Driven by large-scale optical surveys such as the Zwicky Transient Facility and Rubin Observatory, Fink operates on large scientific cloud infrastructures (VirtualData at Paris-Saclay, and CC-IN2P3), and it is based on several established bricks such as Apache Spark, Apache Kafka and Apache HBase.
Programming languages
The primary language chosen for most APIs is Python, which is widely used in the astronomy community, has a large scientific ecosystem, and easily integrates with existing tools. However, under the hood, Fink utilizes several other languages, including Scala, Java, and Rust. Modern codebases often require a variety of programming languages!
Fink is mainly based on the recent Spark Structured Streaming module introduced in Spark 2.0 (see paper), and especially its integration with Apache Kafka (see here). Structured streaming is a stream processing engine built on the Spark SQL engine, hence it combines the best of the two worlds. The idea behind it is to process data streams as a series of small batch jobs, called micro-batch processing. As anything in Spark, it provides fast, scalable, fault-tolerant processing, plus end-to-end exactly-once stream processing.
Broker structure
Fink broker structure
The broker is made of 4 modules:
- stream2raw: connect to incoming stream of alerts, and archive data on disk.
- raw2science: filter out bad quality alerts, and add values to remaining alerts using the user-defined science modules.
- distribution: redistribute alerts to users based on user-defined filters (Kafka topics).
- archive: store alerts containing scientific added values.

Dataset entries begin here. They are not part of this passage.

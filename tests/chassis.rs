use std::collections::HashSet;
use std::time::Duration;

use chassis_core::control::{ControlLoop, Outcome};
use chassis_core::perception::{SimConfig, SimulatedDrivetrain};
use chassis_core::{
    Chassis, ChassisConfig, CommandId, CompetitionMode, MotionError, Point, Pose, WaitCondition,
};

const PERIOD: Duration = Duration::from_millis(10);

fn rig(config: ChassisConfig) -> (Chassis, ControlLoop<SimulatedDrivetrain>) {
    let sim = SimulatedDrivetrain::new(SimConfig::default(), Pose::default());
    let (chassis, control_loop) = Chassis::new(sim, config, Pose::default());
    chassis.set_mode(CompetitionMode::Autonomous);
    (chassis, control_loop)
}

// let woken waiters run before the next tick
async fn let_waiters_run() {
    for _ in 0..5 {
        tokio::task::yield_now().await;
    }
}

#[tokio::test]
async fn wait_until_done_unblocks_on_the_settle_tick() {
    let (chassis, mut control_loop) = rig(ChassisConfig::default());
    chassis
        .move_to_point(Point::new(20.0, 0.0), Duration::from_secs(3))
        .unwrap();
    let waiter = tokio::spawn({
        let chassis = chassis.clone();
        async move { chassis.wait_until_done().await }
    });

    for _ in 0..400 {
        let tick = control_loop.step(PERIOD);
        let_waiters_run().await;
        if !tick.finished.is_empty() {
            assert_eq!(tick.finished[0].outcome, Outcome::Settled);
            break;
        }
        assert!(!waiter.is_finished());
    }

    let result = tokio::time::timeout(Duration::from_millis(100), waiter)
        .await
        .expect("waiter still blocked after the command settled")
        .unwrap();
    assert_eq!(result, Ok(()));
}

#[tokio::test]
async fn wait_until_distance_returns_within_one_tick() {
    let (chassis, mut control_loop) = rig(ChassisConfig::default());
    chassis
        .move_to_point(Point::new(48.0, 0.0), Duration::from_secs(3))
        .unwrap();
    let waiter = tokio::spawn({
        let chassis = chassis.clone();
        async move { chassis.wait_until(10.0).await }
    });

    let mut crossed_at = None;
    let mut released_at = None;
    for tick in 0..400 {
        control_loop.step(PERIOD);
        let_waiters_run().await;
        let travelled = chassis.state().active.map_or(f64::MAX, |a| a.distance);
        if crossed_at.is_none() && travelled >= 10.0 {
            crossed_at = Some(tick);
        }
        if waiter.is_finished() {
            released_at = Some(tick);
            break;
        }
    }

    let (crossed_at, released_at) = (crossed_at.unwrap(), released_at.unwrap());
    assert!(released_at >= crossed_at);
    assert!(released_at - crossed_at <= 1);
    assert_eq!(waiter.await.unwrap(), Ok(()));
}

#[tokio::test]
async fn stop_fails_waiters_with_cancelled() {
    let (chassis, mut control_loop) = rig(ChassisConfig::default());
    let id = chassis
        .move_to_point(Point::new(100.0, 0.0), Duration::from_secs(5))
        .unwrap();
    let waiter = tokio::spawn({
        let chassis = chassis.clone();
        async move { chassis.wait_until_done().await }
    });
    for _ in 0..10 {
        control_loop.step(PERIOD);
    }

    chassis.set_mode(CompetitionMode::Disabled);
    let tick = control_loop.step(PERIOD);
    assert!(tick.output.is_stopped());

    let result = tokio::time::timeout(Duration::from_millis(100), waiter)
        .await
        .expect("waiter not released by the stop")
        .unwrap();
    assert_eq!(result, Err(MotionError::Cancelled(id)));
}

#[tokio::test]
async fn cancellation_is_reported_after_leaving_the_history() {
    let mut config = ChassisConfig::default();
    config.control_loop.report_history = 2;
    let (chassis, mut control_loop) = rig(config);
    for _ in 0..5 {
        chassis
            .move_to_point(Point::new(100.0, 0.0), Duration::from_secs(5))
            .unwrap();
    }
    control_loop.step(PERIOD);

    chassis.set_mode(CompetitionMode::Disabled);
    assert_eq!(chassis.mode(), CompetitionMode::Disabled);
    control_loop.step(PERIOD);
    let state = chassis.state();
    assert_eq!(state.completed_count, 5);
    assert!(state.report(CommandId(1)).is_none());

    assert_eq!(
        chassis
            .wait_for(WaitCondition::CommandCountThreshold(1))
            .await,
        Err(MotionError::Cancelled(CommandId(1)))
    );
    assert_eq!(
        chassis.wait_until_done().await,
        Err(MotionError::Cancelled(CommandId(5)))
    );
}

#[tokio::test]
async fn command_count_threshold() {
    let (chassis, mut control_loop) = rig(ChassisConfig::default());
    for heading in [0.5, -0.5, 0.0] {
        chassis
            .turn_to_heading(heading, Duration::from_millis(300))
            .unwrap();
    }
    let waiter = tokio::spawn({
        let chassis = chassis.clone();
        async move {
            chassis
                .wait_for(WaitCondition::CommandCountThreshold(2))
                .await
        }
    });

    for _ in 0..200 {
        control_loop.step(PERIOD);
        let_waiters_run().await;
        if waiter.is_finished() {
            break;
        }
    }
    assert_eq!(waiter.await.unwrap(), Ok(()));
    assert!(chassis.state().completed_count >= 2);
}

#[tokio::test]
async fn waits_with_nothing_submitted_return_at_once() {
    let (chassis, _control_loop) = rig(ChassisConfig::default());
    assert_eq!(chassis.wait_until(5.0).await, Ok(()));
    assert_eq!(chassis.wait_until_done().await, Ok(()));
}

#[tokio::test]
async fn dropped_loop_is_reported() {
    let (chassis, control_loop) = rig(ChassisConfig::default());
    drop(control_loop);
    let result = chassis.move_to_point(Point::new(1.0, 0.0), Duration::from_secs(1));
    assert_eq!(result, Err(MotionError::LoopStopped));
    assert_eq!(chassis.last_submitted(), None);
    assert_eq!(
        chassis
            .wait_for(WaitCondition::CommandCountThreshold(1))
            .await,
        Err(MotionError::LoopStopped)
    );
}

#[tokio::test]
async fn loop_exits_and_stops_drive_when_handles_drop() {
    let (chassis, control_loop) = rig(ChassisConfig::default());
    let handle = tokio::spawn(control_loop.run());
    chassis
        .move_to_point(Point::new(100.0, 0.0), Duration::from_secs(5))
        .unwrap();
    tokio::time::sleep(Duration::from_millis(50)).await;
    drop(chassis);

    let sim = tokio::time::timeout(Duration::from_secs(1), handle)
        .await
        .expect("control loop kept running")
        .unwrap();
    assert!(sim.output().is_stopped());
}

#[tokio::test(flavor = "multi_thread", worker_threads = 4)]
async fn concurrent_producers_keep_one_ordered_queue() {
    const PRODUCERS: usize = 4;
    const PER_PRODUCER: usize = 8;

    let mut config = ChassisConfig::default();
    config.control_loop.report_history = PRODUCERS * PER_PRODUCER;
    let (chassis, control_loop) = rig(config);
    let loop_task = tokio::spawn(control_loop.run());

    let producers: Vec<_> = (0..PRODUCERS)
        .map(|p| {
            let chassis = chassis.clone();
            tokio::spawn(async move {
                let mut ids = Vec::new();
                for i in 0..PER_PRODUCER {
                    let heading = 0.2 * (p * PER_PRODUCER + i) as f64;
                    ids.push(
                        chassis
                            .turn_to_heading(heading, Duration::from_millis(30))
                            .unwrap(),
                    );
                    tokio::task::yield_now().await;
                }
                ids
            })
        })
        .collect();

    let mut all_ids = HashSet::new();
    for producer in producers {
        let ids = producer.await.unwrap();
        assert!(ids.windows(2).all(|w| w[0] < w[1]));
        all_ids.extend(ids);
    }
    assert_eq!(all_ids.len(), PRODUCERS * PER_PRODUCER);

    tokio::time::timeout(Duration::from_secs(10), chassis.wait_until_done())
        .await
        .expect("queue did not drain")
        .unwrap();

    let state = chassis.state();
    assert_eq!(state.completed_count, (PRODUCERS * PER_PRODUCER) as u64);
    let finished: Vec<CommandId> = state.recent.iter().map(|r| r.id).collect();
    let expected: Vec<CommandId> = (1..=(PRODUCERS * PER_PRODUCER) as u64)
        .map(CommandId)
        .collect();
    assert_eq!(finished, expected);

    drop(chassis);
    loop_task.await.unwrap();
}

You can install and test all of these components in local mode, with moderate resources required (see testing Fink).
Can Fink do everything?
While many analyses can be conducted end-to-end within Fink, we do not always provide all the necessary components for a complete analysis. This may be due to limitations in our expertise or roadmap, the substantial effort required for integration, or the need for proprietary access to certain external data that we do not possess. Instead, we offer interoperable tools that allow you to export enriched data for further analysis elsewhere. In practice, this is where plateform such as AstroColibri, observation managers such as TOMs and marshals such as SkyPortal, come into play. These tools, which have interfaces developed for most brokers, facilitate the coordination of follow-up observations and additional scientific analyses after we enrich the data.